(14 May 2005) SHOTLIST
1. Wide shot scuffles between protesters and police, police firing
2. Ghazni Governor Asadullah Khalid asking police to stop shooting
3. Mid shot one of the protesters attacking governor
4. Wide shot police firing
5. Mid shot Ghazni police chief Abdul Rahman Sarjang being injured and helped by colleagues
6. Wide shot the police chasing protesters and opening fire
**QUALITY AS INCOMING**
6. Wide shot protesters being approached by police, audio of gun fire
7. Protesters throwing stones at police, police retreating and firing back
8. Protesters running, chanting "Death to America"
9. Mid shot policemen firing
10. Various of police firing
STORYLINE
The United States has called for calm in Afghanistan while it investigates allegations that US interrogators desecrated Islam's holy book, triggering deadly protests across the country.
Shooting broke out in the southeastern city of Ghazni after Friday prayers, as protesters swarmed toward a police station and the governor's residence, chanting "Death to America" and pelting the buildings with rocks.
Hospital authorities said two civilians and a police officer were killed and 21 people were wounded, including the provincial police chief.

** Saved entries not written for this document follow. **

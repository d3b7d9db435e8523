//! Scroll-triggered reveals
//!
//! Two mechanisms, matching the page's two reveal styles:
//!
//! - [`SectionObserver`]: sections reveal on the rising edge of "at least
//!   10% visible" against a viewport whose bottom edge is pulled up by
//!   50px. One-shot per section; the skills section additionally schedules
//!   a delayed skill-bar pass on every rising edge.
//! - [`CardReveal`]: cards reveal once their extent intersects the
//!   viewport, staggered by their DOM index. Monotonic: a revealed card
//!   never un-reveals.

use crate::geometry::Viewport;
use crate::layout::{Card, PageLayout};
use crate::ops::DomOp;

/// Minimum visible fraction of a section before it reveals
pub const OBSERVER_THRESHOLD: f32 = 0.1;

/// How far the observation viewport's bottom edge is pulled up, so a
/// section must be scrolled meaningfully into view before it reveals
pub const OBSERVER_BOTTOM_MARGIN: f32 = 50.0;

/// Fragment id of the section whose reveal also fills the skill bars
pub const SKILLS_SECTION_ID: &str = "skills";

// =============================================================================
// Section observer
// =============================================================================

/// Rising-edge reveal tracking for page sections
#[derive(Clone, Debug, Default)]
pub struct SectionObserver {
    engaged: Vec<bool>,
    revealed: Vec<bool>,
    skills_due: Option<f64>,
}

impl SectionObserver {
    /// Create an observer with nothing revealed
    pub fn new() -> Self {
        Self::default()
    }

    /// Attach the reveal class to every section
    pub fn prime(&mut self, layout: &PageLayout, ops: &mut Vec<DomOp>) {
        self.engaged = vec![false; layout.sections.len()];
        self.revealed = vec![false; layout.sections.len()];
        for section in 0..layout.sections.len() {
            ops.push(DomOp::SectionPrime { section });
        }
    }

    /// Recompute section visibility and play reveals on rising edges.
    ///
    /// `now` feeds the skills-section delay; the skill-bar pass itself is
    /// collected later via [`Self::take_due_skills`].
    pub fn check(
        &mut self,
        viewport: &Viewport,
        layout: &PageLayout,
        now: f64,
        skills_delay_ms: f64,
        ops: &mut Vec<DomOp>,
    ) {
        if self.engaged.len() < layout.sections.len() {
            self.engaged.resize(layout.sections.len(), false);
            self.revealed.resize(layout.sections.len(), false);
        }

        for (i, section) in layout.sections.iter().enumerate() {
            let ratio = section.span.intersection_ratio(viewport, OBSERVER_BOTTOM_MARGIN);
            let engaged = ratio >= OBSERVER_THRESHOLD;
            let rising = engaged && !self.engaged[i];
            self.engaged[i] = engaged;

            if !rising {
                continue;
            }
            if !self.revealed[i] {
                self.revealed[i] = true;
                ops.push(DomOp::SectionAnimate { section: i });
            }
            if section.id == SKILLS_SECTION_ID {
                self.skills_due = Some(now + skills_delay_ms);
            }
        }
    }

    /// Whether the delayed skill-bar pass has come due; returns true at
    /// most once per scheduled delay
    pub fn take_due_skills(&mut self, now: f64) -> bool {
        match self.skills_due {
            Some(due) if now >= due => {
                self.skills_due = None;
                true
            }
            _ => false,
        }
    }

    /// Per-section reveal flags, in DOM order
    pub fn revealed(&self) -> &[bool] {
        &self.revealed
    }
}

// =============================================================================
// Card reveal
// =============================================================================

/// A card waiting for its staggered reveal time
#[derive(Clone, Copy, Debug, PartialEq)]
struct PendingReveal {
    card: usize,
    due: f64,
}

/// Staggered one-shot reveal state for the page's cards
#[derive(Clone, Debug, Default)]
pub struct CardReveal {
    revealed: Vec<bool>,
    scheduled: Vec<bool>,
    pending: Vec<PendingReveal>,
}

impl CardReveal {
    /// Create with no card revealed
    pub fn new() -> Self {
        Self::default()
    }

    /// Park every card below its resting position
    pub fn prime(&mut self, count: usize, ops: &mut Vec<DomOp>) {
        self.revealed = vec![false; count];
        self.scheduled = vec![false; count];
        for card in 0..count {
            ops.push(DomOp::CardPrime { card });
        }
    }

    /// Schedule reveals for cards intersecting the viewport. The delay is
    /// the card's DOM index times `stagger_ms`, so a batch ripples down
    /// the page in order.
    pub fn schedule_visible(
        &mut self,
        viewport: &Viewport,
        cards: &[Card],
        now: f64,
        stagger_ms: f64,
    ) {
        if self.revealed.len() < cards.len() {
            self.revealed.resize(cards.len(), false);
            self.scheduled.resize(cards.len(), false);
        }

        for (i, card) in cards.iter().enumerate() {
            if self.scheduled[i] || self.revealed[i] {
                continue;
            }
            if card.span.visible_in(viewport) {
                self.scheduled[i] = true;
                self.pending.push(PendingReveal {
                    card: i,
                    due: now + (i as f64) * stagger_ms,
                });
            }
        }
    }

    /// Play every reveal that has come due, in due order
    pub fn tick(&mut self, now: f64, ops: &mut Vec<DomOp>) {
        if self.pending.is_empty() {
            return;
        }

        let mut due: Vec<PendingReveal> = Vec::new();
        self.pending.retain(|p| {
            if p.due <= now {
                due.push(*p);
                false
            } else {
                true
            }
        });
        due.sort_by(|a, b| a.due.partial_cmp(&b.due).unwrap_or(std::cmp::Ordering::Equal));

        for p in due {
            self.revealed[p.card] = true;
            ops.push(DomOp::CardShow { card: p.card });
        }
    }

    /// Per-card reveal flags, in DOM order
    pub fn revealed(&self) -> &[bool] {
        &self.revealed
    }

    /// Whether any reveal is still waiting on its stagger delay
    pub fn has_pending(&self) -> bool {
        !self.pending.is_empty()
    }
}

The protests began after Newsweek magazine reported in its May 9 edition that interrogators at the US Navy base at Guantanamo Bay, Cuba, placed Qurans in washrooms to unsettle suspects and in one incident allegedly flushed a holy book down the toilet.

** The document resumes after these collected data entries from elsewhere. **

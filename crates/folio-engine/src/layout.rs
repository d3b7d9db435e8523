//! Page layout snapshot
//!
//! The engine never touches a document. The browser adapter measures the
//! page once at mount (and again on resize) into a [`PageLayout`], and the
//! engine derives every behavior from that snapshot plus scroll events.
//!
//! Optional page elements are simply absent from the snapshot (empty vec,
//! `None`, `false` flag) and their behaviors never emit anything.

use serde::{Deserialize, Serialize};

use crate::error::{PageError, PageResult};
use crate::geometry::VSpan;

/// A navigation link and the section fragment it targets
#[derive(Clone, Debug, PartialEq, Serialize, Deserialize)]
pub struct NavLink {
    /// Target section id, without the leading `#`
    pub target: String,
}

impl NavLink {
    /// Create a link targeting a section id
    pub fn new(target: impl Into<String>) -> Self {
        Self {
            target: target.into(),
        }
    }
}

/// A content section with a fragment id
#[derive(Clone, Debug, PartialEq, Serialize, Deserialize)]
pub struct Section {
    /// Fragment id (`section[id]` in the document)
    pub id: String,
    /// Vertical extent in document coordinates
    pub span: VSpan,
}

impl Section {
    /// Create a section record
    pub fn new(id: impl Into<String>, top: f32, height: f32) -> Self {
        Self {
            id: id.into(),
            span: VSpan::new(top, height),
        }
    }
}

/// A skill bar with its target fill percentage
#[derive(Clone, Copy, Debug, PartialEq, Serialize, Deserialize)]
pub struct SkillBar {
    /// Vertical extent in document coordinates
    pub span: VSpan,
    /// Target fill width in percent, from the bar's data attribute
    pub target_pct: f32,
}

impl SkillBar {
    /// Create a skill bar record
    pub const fn new(top: f32, height: f32, target_pct: f32) -> Self {
        Self {
            span: VSpan::new(top, height),
            target_pct,
        }
    }
}

/// A revealable card (project, achievement, or contact entry)
#[derive(Clone, Copy, Debug, PartialEq, Serialize, Deserialize)]
pub struct Card {
    /// Vertical extent in document coordinates
    pub span: VSpan,
}

impl Card {
    /// Create a card record
    pub const fn new(top: f32, height: f32) -> Self {
        Self {
            span: VSpan::new(top, height),
        }
    }
}

/// Measured snapshot of everything the engine needs from the document
#[derive(Clone, Debug, Default, PartialEq, Serialize, Deserialize)]
pub struct PageLayout {
    /// Header height, subtracted from smooth-scroll targets
    pub header_height: f32,
    /// Navigation links in DOM order
    pub nav_links: Vec<NavLink>,
    /// Sections with fragment ids, in DOM order
    pub sections: Vec<Section>,
    /// Skill bars, in DOM order
    pub skill_bars: Vec<SkillBar>,
    /// Revealable cards, in DOM order
    pub cards: Vec<Card>,
    /// Original hero subtitle text, if the element exists
    pub hero_subtitle: Option<String>,
    /// Whether a hero background element exists for the parallax effect
    pub has_hero_background: bool,
}

impl PageLayout {
    /// Index of the first section with the given fragment id
    pub fn section_index(&self, id: &str) -> Option<usize> {
        self.sections.iter().position(|s| s.id == id)
    }

    /// Check the snapshot for geometry the behaviors cannot work with
    pub fn validate(&self) -> PageResult<()> {
        if !self.header_height.is_finite() || self.header_height < 0.0 {
            return Err(PageError::InvalidLayout {
                reason: format!("header height {} is not usable", self.header_height),
            });
        }

        for section in &self.sections {
            Self::check_span(&section.span, &format!("section '{}'", section.id))?;
        }
        for (i, bar) in self.skill_bars.iter().enumerate() {
            Self::check_span(&bar.span, &format!("skill bar {}", i))?;
            if !bar.target_pct.is_finite() || bar.target_pct < 0.0 {
                return Err(PageError::InvalidLayout {
                    reason: format!("skill bar {} has fill {}", i, bar.target_pct),
                });
            }
        }
        for (i, card) in self.cards.iter().enumerate() {
            Self::check_span(&card.span, &format!("card {}", i))?;
        }

        Ok(())
    }

    fn check_span(span: &VSpan, what: &str) -> PageResult<()> {
        if !span.top.is_finite() || !span.height.is_finite() || span.height < 0.0 {
            return Err(PageError::InvalidLayout {
                reason: format!("{} has extent top={} height={}", what, span.top, span.height),
            });
        }
        Ok(())
    }
}
//! Error types for the page behavior engine
//!
//! This module provides structured error types for all fallible operations
//! in the engine crate, following the project's error handling conventions.

use crate::notify::NoticeId;

/// Errors that can occur in page engine operations
#[derive(Debug, Clone, PartialEq, Eq)]
pub enum PageError {
    /// Notification with the given ID was not found
    NoticeNotFound(NoticeId),

    /// A layout snapshot failed validation
    InvalidLayout {
        /// Why the layout was rejected
        reason: String,
    },

    /// An operation was attempted that is not valid in the current state
    InvalidOperation {
        /// The operation that was attempted
        op: &'static str,
        /// Why the operation failed
        reason: &'static str,
    },
}

impl std::fmt::Display for PageError {
    fn fmt(&self, f: &mut std::fmt::Formatter<'_>) -> std::fmt::Result {
        match self {
            Self::NoticeNotFound(id) => write!(f, "notification not found: {}", id),
            Self::InvalidLayout { reason } => write!(f, "invalid layout: {}", reason),
            Self::InvalidOperation { op, reason } => {
                write!(f, "invalid operation '{}': {}", op, reason)
            }
        }
    }
}

impl std::error::Error for PageError {}

/// Result type alias for page engine operations
pub type PageResult<T> = Result<T, PageError>;
//! Active navigation link tracking
//!
//! On every scroll event the spy probes the document slightly below the
//! viewport top and marks the navigation link of the section under the
//! probe. When several sections contain the probe the last one in DOM
//! order wins; when none does, the previous active link stays lit.

use crate::layout::PageLayout;
use crate::ops::DomOp;

/// Lookahead added to the scroll offset before matching sections, so a
/// section counts as current slightly before its top reaches the viewport
pub const SCROLLSPY_LOOKAHEAD: f32 = 100.0;

/// Tracks which navigation link is highlighted
#[derive(Clone, Copy, Debug, Default)]
pub struct ScrollSpy {
    active: Option<usize>,
}

impl ScrollSpy {
    /// Create a spy with no link highlighted
    pub fn new() -> Self {
        Self::default()
    }

    /// Recompute the active link for a scroll offset and emit an update
    /// when it changes.
    ///
    /// A matched section with no navigation link clears every link; no
    /// matched section at all leaves the highlight untouched.
    pub fn update(&mut self, scroll_y: f32, layout: &PageLayout, ops: &mut Vec<DomOp>) {
        let probe = scroll_y + SCROLLSPY_LOOKAHEAD;

        let mut matched: Option<&str> = None;
        for section in &layout.sections {
            if section.span.contains(probe) {
                matched = Some(&section.id);
            }
        }

        let Some(id) = matched else {
            return;
        };

        let link = layout.nav_links.iter().position(|l| l.target == id);
        if self.active != link {
            self.active = link;
            ops.push(DomOp::NavActivate { link });
        }
    }

    /// Currently highlighted link index, if any
    pub fn active(&self) -> Option<usize> {
        self.active
    }
}

#[cfg(test)]
mod tests {
    use super::*;
    use crate::layout::{NavLink, Section};

    fn demo_layout() -> PageLayout {
        PageLayout {
            nav_links: vec![NavLink::new("home"), NavLink::new("about"), NavLink::new("skills")],
            sections: vec![
                Section::new("home", 0.0, 600.0),
                Section::new("about", 600.0, 500.0),
                Section::new("skills", 1100.0, 700.0),
            ],
            ..Default::default()
        }
    }

    #[test]
    fn test_probe_leads_scroll_by_lookahead() {
        let layout = demo_layout();
        let mut spy = ScrollSpy::new();
        let mut ops = Vec::new();

        // Scroll 501: probe 601 lands in 'about' even though the viewport
        // top is still inside 'home'
        spy.update(501.0, &layout, &mut ops);
        assert_eq!(spy.active(), Some(1));
        assert_eq!(ops, vec![DomOp::NavActivate { link: Some(1) }]);
    }

    #[test]
    fn test_boundary_belongs_to_next_section() {
        let layout = demo_layout();
        let mut spy = ScrollSpy::new();
        let mut ops = Vec::new();

        // Probe exactly at a section boundary: [top, top + height) puts it
        // in the following section
        spy.update(500.0, &layout, &mut ops);
        assert_eq!(spy.active(), Some(1));
    }

    #[test]
    fn test_last_match_wins_on_overlap() {
        let mut layout = demo_layout();
        // Make 'about' overlap the tail of 'home'
        layout.sections[1] = Section::new("about", 400.0, 500.0);

        let mut spy = ScrollSpy::new();
        let mut ops = Vec::new();

        spy.update(400.0, &layout, &mut ops);
        assert_eq!(spy.active(), Some(1), "Later section in DOM order wins");
    }

    #[test]
    fn test_no_match_keeps_previous_active() {
        let mut layout = demo_layout();
        // Leave a gap between 'about' and 'skills'
        layout.sections[2] = Section::new("skills", 1400.0, 700.0);

        let mut spy = ScrollSpy::new();
        let mut ops = Vec::new();

        spy.update(700.0, &layout, &mut ops);
        assert_eq!(spy.active(), Some(1));

        ops.clear();
        spy.update(1150.0, &layout, &mut ops);
        assert_eq!(spy.active(), Some(1), "Gap keeps the previous link lit");
        assert!(ops.is_empty());
    }

    #[test]
    fn test_linkless_section_clears_all() {
        let mut layout = demo_layout();
        layout.sections.push(Section::new("footer", 1800.0, 300.0));

        let mut spy = ScrollSpy::new();
        let mut ops = Vec::new();

        spy.update(0.0, &layout, &mut ops);
        assert_eq!(spy.active(), Some(0));

        ops.clear();
        spy.update(1800.0, &layout, &mut ops);
        assert_eq!(spy.active(), None);
        assert_eq!(ops, vec![DomOp::NavActivate { link: None }]);
    }

    #[test]
    fn test_emits_only_on_change() {
        let layout = demo_layout();
        let mut spy = ScrollSpy::new();
        let mut ops = Vec::new();

        spy.update(0.0, &layout, &mut ops);
        spy.update(10.0, &layout, &mut ops);
        spy.update(20.0, &layout, &mut ops);

        assert_eq!(ops.len(), 1, "Still inside 'home', one activation total");
    }
}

Many of the 520 inmates at Guantanamo are Muslims arrested during the US-led war against the Taliban and its al-Qaida allies in Afghanistan.
The Newsweek allegations triggered deadly protests across Afghanistan, which claimed the lives of at least 15 people so far.
The violence - the biggest outpouring of anti-American sentiment since the US-led military campaign drove the Taliban regime from power at the end of 2001 - is threatening a security crisis for the government of President Hamid Karzai.
Afghan officials suggested opponents of the country's painstaking democratic rebirth were stirring up the trouble, while the US government
appealed for calm and stressed that the desecration charge was being investigated by the Pentagon.
Saudi Arabia has joined fellow US ally Pakistan in registering dismay over the allegations, as has the 57-nation Organisation of the Islamic Conference and Egypt's Muslim Brotherhood, a banned militant religious movement.
But aside from Afghans, few in Muslim lands have taken to the streets.